Michelle Lujan Grisham didn't challenge the state's ruling on campaign finance, assuming she could only put a few thousand dollars of congressional campaign cash into her run for governor. So why didn't she dump it all when Pearce won his challenge? She barely had any. Lujan Grisham declared just five weeks after winning re-election to Congress, which means she hardly raised a thing in that time. She cut several checks to the US Treasury and also refunded a few thousand to a consulting group.

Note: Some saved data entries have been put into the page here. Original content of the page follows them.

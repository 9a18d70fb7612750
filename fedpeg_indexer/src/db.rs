use std::{collections::BTreeSet, path::Path, time::Duration};

use bitcoin::{Amount, OutPoint, SignedAmount};
use sqlx::{
    sqlite::{SqliteConnectOptions, SqliteJournalMode, SqlitePoolOptions},
    types::Text,
    Sqlite, SqlitePool,
};

use crate::{
    error::Error,
    models::{FederationUtxo, PegEvent, PegInSource},
};

const LAST_SIDECHAIN_BLOCK: &str = "last_sidechain_block";
const LAST_PARENT_BLOCK_AUDIT: &str = "last_parent_block_audit";

#[derive(Clone)]
pub struct Db {
    pool: SqlitePool,
}

/// Exclusive write transaction, one per unit of work
pub struct DbTx {
    tx: sqlx::Transaction<'static, Sqlite>,
}

#[derive(sqlx::FromRow)]
struct PegEventRow {
    sidechain_height: u32,
    sidechain_block_time: i64,
    amount: i64,
    sidechain_txid: Text<elements::Txid>,
    sidechain_index: u32,
    parent_address: String,
    parent_txid: Option<Text<bitcoin::Txid>>,
    parent_vout: Option<u32>,
    parent_block_height: Option<u32>,
    parent_block_time: Option<i64>,
    is_final_tx: bool,
}

impl From<PegEventRow> for PegEvent {
    fn from(row: PegEventRow) -> Self {
        let parent = match (
            row.parent_txid,
            row.parent_vout,
            row.parent_block_height,
            row.parent_block_time,
        ) {
            (Some(txid), Some(vout), Some(block_height), Some(block_time)) => Some(PegInSource {
                txid: txid.0,
                vout,
                block_height,
                block_time,
            }),
            _ => None,
        };
        PegEvent {
            sidechain_height: row.sidechain_height,
            sidechain_block_time: row.sidechain_block_time,
            amount: SignedAmount::from_sat(row.amount),
            sidechain_txid: row.sidechain_txid.0,
            sidechain_index: row.sidechain_index,
            parent_address: row.parent_address,
            parent,
            is_final_tx: row.is_final_tx,
        }
    }
}

#[derive(sqlx::FromRow)]
struct FederationUtxoRow {
    parent_txid: Text<bitcoin::Txid>,
    parent_vout: u32,
    address: String,
    amount: i64,
    created_block_height: u32,
    created_block_time: i64,
    is_unspent: bool,
    last_verified_height: u32,
    last_verified_time: i64,
}

impl TryFrom<FederationUtxoRow> for FederationUtxo {
    type Error = Error;

    fn try_from(row: FederationUtxoRow) -> Result<Self, Error> {
        Ok(FederationUtxo {
            txid: row.parent_txid.0,
            vout: row.parent_vout,
            address: row.address,
            amount: stored_amount("federation utxo", row.amount)?,
            created_block_height: row.created_block_height,
            created_block_time: row.created_block_time,
            is_unspent: row.is_unspent,
            last_verified_height: row.last_verified_height,
            last_verified_time: row.last_verified_time,
        })
    }
}

#[derive(Debug, Clone, PartialEq, Eq, sqlx::FromRow)]
pub struct MonthlySum {
    pub month: String,
    pub amount: i64,
}

#[derive(Debug, Clone, PartialEq, Eq, sqlx::FromRow)]
pub struct AddressSum {
    pub address: String,
    pub balance: i64,
}

/// Reserve sums and UTXO amounts are never negative, anything else is a corrupt row
pub fn stored_amount(what: &'static str, sats: i64) -> Result<Amount, Error> {
    u64::try_from(sats)
        .map(Amount::from_sat)
        .map_err(|_| Error::NegativeAmount(what, sats))
}

fn sat_i64(amount: Amount) -> Result<i64, Error> {
    i64::try_from(amount.to_sat()).map_err(|_| Error::AmountOverflow(amount))
}

async fn load_state<'e, E>(executor: E, name: &str) -> Result<Option<u32>, Error>
where
    E: sqlx::Executor<'e, Database = Sqlite>,
{
    let number = sqlx::query_scalar::<_, Option<u32>>("select number from state where name = ?")
        .bind(name)
        .fetch_one(executor)
        .await?;
    Ok(number)
}

impl Db {
    async fn open_with_options(options: SqliteConnectOptions) -> Result<Self, Error> {
        let pool = SqlitePoolOptions::new()
            .connect_with(options.foreign_keys(true))
            .await?;

        sqlx::migrate!().run(&pool).await?;

        Ok(Self { pool })
    }

    pub async fn open_file(path: impl AsRef<Path>, busy_timeout: Duration) -> Result<Self, Error> {
        let options = SqliteConnectOptions::new()
            .filename(path)
            .create_if_missing(true)
            .journal_mode(SqliteJournalMode::Wal)
            .busy_timeout(busy_timeout);

        Self::open_with_options(options).await
    }

    /// Starts with `BEGIN IMMEDIATE` so the write lock is held from the first read
    pub async fn begin(&self) -> Result<DbTx, Error> {
        let tx = self.pool.begin_with("BEGIN IMMEDIATE").await?;
        Ok(DbTx { tx })
    }

    pub async fn last_sidechain_block(&self) -> Result<Option<u32>, Error> {
        load_state(&self.pool, LAST_SIDECHAIN_BLOCK).await
    }

    pub async fn last_parent_block_audit(&self) -> Result<Option<u32>, Error> {
        load_state(&self.pool, LAST_PARENT_BLOCK_AUDIT).await
    }

    pub async fn load_peg_events(&self) -> Result<Vec<PegEvent>, Error> {
        let rows = sqlx::query_as::<_, PegEventRow>(
            "select * from peg_events order by sidechain_height, sidechain_txid, sidechain_index",
        )
        .fetch_all(&self.pool)
        .await?;
        Ok(rows.into_iter().map(PegEvent::from).collect())
    }

    pub async fn load_federation_utxos(&self) -> Result<Vec<FederationUtxo>, Error> {
        let rows = sqlx::query_as::<_, FederationUtxoRow>(
            "select * from federation_utxos order by created_block_height, parent_txid, parent_vout",
        )
        .fetch_all(&self.pool)
        .await?;
        rows.into_iter().map(FederationUtxo::try_from).collect()
    }

    /// Newest first
    pub async fn load_unspent_utxos(&self) -> Result<Vec<FederationUtxo>, Error> {
        let rows = sqlx::query_as::<_, FederationUtxoRow>(
            "select * from federation_utxos where is_unspent = 1 order by created_block_time desc, parent_txid, parent_vout",
        )
        .fetch_all(&self.pool)
        .await?;
        rows.into_iter().map(FederationUtxo::try_from).collect()
    }

    pub async fn load_federation_addresses(&self) -> Result<Vec<String>, Error> {
        let addresses =
            sqlx::query_scalar::<_, String>("select address from federation_addresses order by address")
                .fetch_all(&self.pool)
                .await?;
        Ok(addresses)
    }

    pub async fn peg_sums_by_month(&self) -> Result<Vec<MonthlySum>, Error> {
        let rows = sqlx::query_as::<_, MonthlySum>(
            "select strftime('%Y-%m-01', sidechain_block_time, 'unixepoch') as month, sum(amount) as amount
            from peg_events
            group by month
            order by month",
        )
        .fetch_all(&self.pool)
        .await?;
        Ok(rows)
    }

    pub async fn total_pegged(&self) -> Result<SignedAmount, Error> {
        let sum = sqlx::query_scalar::<_, Option<i64>>("select sum(amount) from peg_events")
            .fetch_one(&self.pool)
            .await?;
        Ok(SignedAmount::from_sat(sum.unwrap_or_default()))
    }

    pub async fn total_reserves(&self) -> Result<Amount, Error> {
        let sum = sqlx::query_scalar::<_, Option<i64>>(
            "select sum(amount) from federation_utxos where is_unspent = 1",
        )
        .fetch_one(&self.pool)
        .await?;
        stored_amount("total reserves", sum.unwrap_or_default())
    }

    /// Unspent balance per address, largest first
    pub async fn reserves_by_address(&self) -> Result<Vec<AddressSum>, Error> {
        let rows = sqlx::query_as::<_, AddressSum>(
            "select address, sum(amount) as balance
            from federation_utxos
            where is_unspent = 1
            group by address
            order by balance desc, address",
        )
        .fetch_all(&self.pool)
        .await?;
        Ok(rows)
    }

    pub async fn close(self) {
        self.pool.close().await;
    }
}

impl DbTx {
    pub async fn insert_peg_event(&mut self, event: &PegEvent) -> Result<(), Error> {
        let parent = event.parent.as_ref();
        sqlx::query(
            "insert into peg_events (sidechain_height, sidechain_block_time, amount, sidechain_txid, sidechain_index,
                parent_address, parent_txid, parent_vout, parent_block_height, parent_block_time, is_final_tx)
            values (?, ?, ?, ?, ?, ?, ?, ?, ?, ?, ?)",
        )
        .bind(event.sidechain_height)
        .bind(event.sidechain_block_time)
        .bind(event.amount.to_sat())
        .bind(Text(event.sidechain_txid))
        .bind(event.sidechain_index)
        .bind(&event.parent_address)
        .bind(parent.map(|parent| Text(parent.txid)))
        .bind(parent.map(|parent| parent.vout))
        .bind(parent.map(|parent| parent.block_height))
        .bind(parent.map(|parent| parent.block_time))
        .bind(event.is_final_tx)
        .execute(&mut *self.tx)
        .await?;
        Ok(())
    }

    pub async fn add_federation_address(&mut self, address: &str) -> Result<(), Error> {
        sqlx::query("insert or ignore into federation_addresses (address) values (?)")
            .bind(address)
            .execute(&mut *self.tx)
            .await?;
        Ok(())
    }

    /// Returns false if the outpoint is already tracked
    pub async fn insert_federation_utxo(&mut self, utxo: &FederationUtxo) -> Result<bool, Error> {
        let res = sqlx::query(
            "insert into federation_utxos (parent_txid, parent_vout, address, amount, created_block_height,
                created_block_time, is_unspent, last_verified_height, last_verified_time)
            values (?, ?, ?, ?, ?, ?, ?, ?, ?)
            on conflict (parent_txid, parent_vout) do nothing",
        )
        .bind(Text(utxo.txid))
        .bind(utxo.vout)
        .bind(&utxo.address)
        .bind(sat_i64(utxo.amount)?)
        .bind(utxo.created_block_height)
        .bind(utxo.created_block_time)
        .bind(utxo.is_unspent)
        .bind(utxo.last_verified_height)
        .bind(utxo.last_verified_time)
        .execute(&mut *self.tx)
        .await?;
        Ok(res.rows_affected() == 1)
    }

    pub async fn tracked_outpoints(
        &mut self,
        outpoints: &[OutPoint],
    ) -> Result<BTreeSet<OutPoint>, Error> {
        let mut tracked = BTreeSet::new();
        for outpoint in outpoints {
            let count = sqlx::query_scalar::<_, i64>(
                "select count(*) from federation_utxos where parent_txid = ? and parent_vout = ?",
            )
            .bind(Text(outpoint.txid))
            .bind(outpoint.vout)
            .fetch_one(&mut *self.tx)
            .await?;
            if count > 0 {
                tracked.insert(*outpoint);
            }
        }
        Ok(tracked)
    }

    /// Unspent UTXOs last verified at `height - 1`
    pub async fn load_due_utxos(&mut self, height: u32) -> Result<Vec<FederationUtxo>, Error> {
        let rows = sqlx::query_as::<_, FederationUtxoRow>(
            "select * from federation_utxos
            where is_unspent = 1 and last_verified_height = ?
            order by parent_txid, parent_vout",
        )
        .bind(height.saturating_sub(1))
        .fetch_all(&mut *self.tx)
        .await?;
        rows.into_iter().map(FederationUtxo::try_from).collect()
    }

    /// Never moves the watermark backwards and never touches spent rows
    pub async fn advance_verified_height(
        &mut self,
        outpoint: OutPoint,
        height: u32,
        time: Option<i64>,
    ) -> Result<(), Error> {
        sqlx::query(
            "update federation_utxos
            set last_verified_height = max(last_verified_height, ?),
                last_verified_time = coalesce(?, last_verified_time)
            where parent_txid = ? and parent_vout = ? and is_unspent = 1",
        )
        .bind(height)
        .bind(time)
        .bind(Text(outpoint.txid))
        .bind(outpoint.vout)
        .execute(&mut *self.tx)
        .await?;
        Ok(())
    }

    pub async fn mark_spent(
        &mut self,
        outpoint: OutPoint,
        height: u32,
        time: i64,
    ) -> Result<(), Error> {
        sqlx::query(
            "update federation_utxos
            set is_unspent = 0,
                last_verified_height = max(last_verified_height, ?),
                last_verified_time = ?
            where parent_txid = ? and parent_vout = ? and is_unspent = 1",
        )
        .bind(height)
        .bind(time)
        .bind(Text(outpoint.txid))
        .bind(outpoint.vout)
        .execute(&mut *self.tx)
        .await?;
        Ok(())
    }

    pub async fn set_last_sidechain_block(&mut self, height: u32) -> Result<(), Error> {
        sqlx::query("update state set number = ? where name = ?")
            .bind(height)
            .bind(LAST_SIDECHAIN_BLOCK)
            .execute(&mut *self.tx)
            .await?;
        Ok(())
    }

    pub async fn last_parent_block_audit(&mut self) -> Result<Option<u32>, Error> {
        load_state(&mut *self.tx, LAST_PARENT_BLOCK_AUDIT).await
    }

    /// Sets the audit watermark to the lowest `last_verified_height` of the unspent UTXOs.
    /// Without unspent UTXOs `fallback` is used, or the stored value is kept when there is none.
    pub async fn refresh_audit_watermark(
        &mut self,
        fallback: Option<u32>,
    ) -> Result<Option<u32>, Error> {
        sqlx::query(
            "update state
            set number = coalesce(
                (select min(last_verified_height) from federation_utxos where is_unspent = 1),
                ?,
                number)
            where name = ?",
        )
        .bind(fallback)
        .bind(LAST_PARENT_BLOCK_AUDIT)
        .execute(&mut *self.tx)
        .await?;
        self.last_parent_block_audit().await
    }

    pub async fn commit(self) -> Result<(), Error> {
        self.tx.commit().await?;
        Ok(())
    }

    pub async fn rollback(self) -> Result<(), Error> {
        self.tx.rollback().await?;
        Ok(())
    }

    /// Commits on success, rolls back and returns the original error otherwise
    pub async fn finish<T>(self, res: Result<T, Error>) -> Result<T, Error> {
        match res {
            Ok(value) => {
                self.commit().await?;
                Ok(value)
            }
            Err(err) => {
                if let Err(rollback_err) = self.rollback().await {
                    log::error!("rollback failed: {rollback_err}");
                }
                Err(err)
            }
        }
    }
}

She spent $2 million running for Congress in 2016, so it would stand to reason she could have raised more had she waited to declare and then waited once more to see how Pearce's case came out.

In contrast, Pearce spent less than $1 million on his 2016 run, despite having raised closer to $2 million. He hardly raised a dime between re-election and his declaration for governor, though, so it was his frugality in 2016 that gave him the drop.

THE VOTES

Economic Growth, Regulatory Relief and Consumer Protection Act 

S 2155 rolled back many regulatory reforms of the Dodd-Frank Act, leaving
fewer than 10 banks subject to financial "stress tests."

  • MLG: No
  • SP: Did not vote

American Health Care Act

HR 1628 would have replaced Obamacare with a Republican-authored health care system.

  • MLG: No
  • SP: Yes

2016 Budget Bill

Republicans passed HCR 27 to cut spending, but it hinged on a controversial provision that boosted military funding while slashing Medicaid and food stamps.

  • MLG: No
  • SP: Yes

No Sanctuary for Criminals Act

HR 3003 would have withheld federal funding from sanctuary cities like Albuquerque and Santa Fe.

  • MLG: No
  • SP: Yes

Tax Cuts and Jobs Act

HR 1 was the Republican tax reform package that cut corporate income tax and changed personal income tax rates.

  • MLG: No
  • SP: Yes

Disaster Relief Appropriations Act of 2017

HR 601 had two key votes. Both would have provided billions in disaster relief; one included an amendment that would have increased the debt ceiling.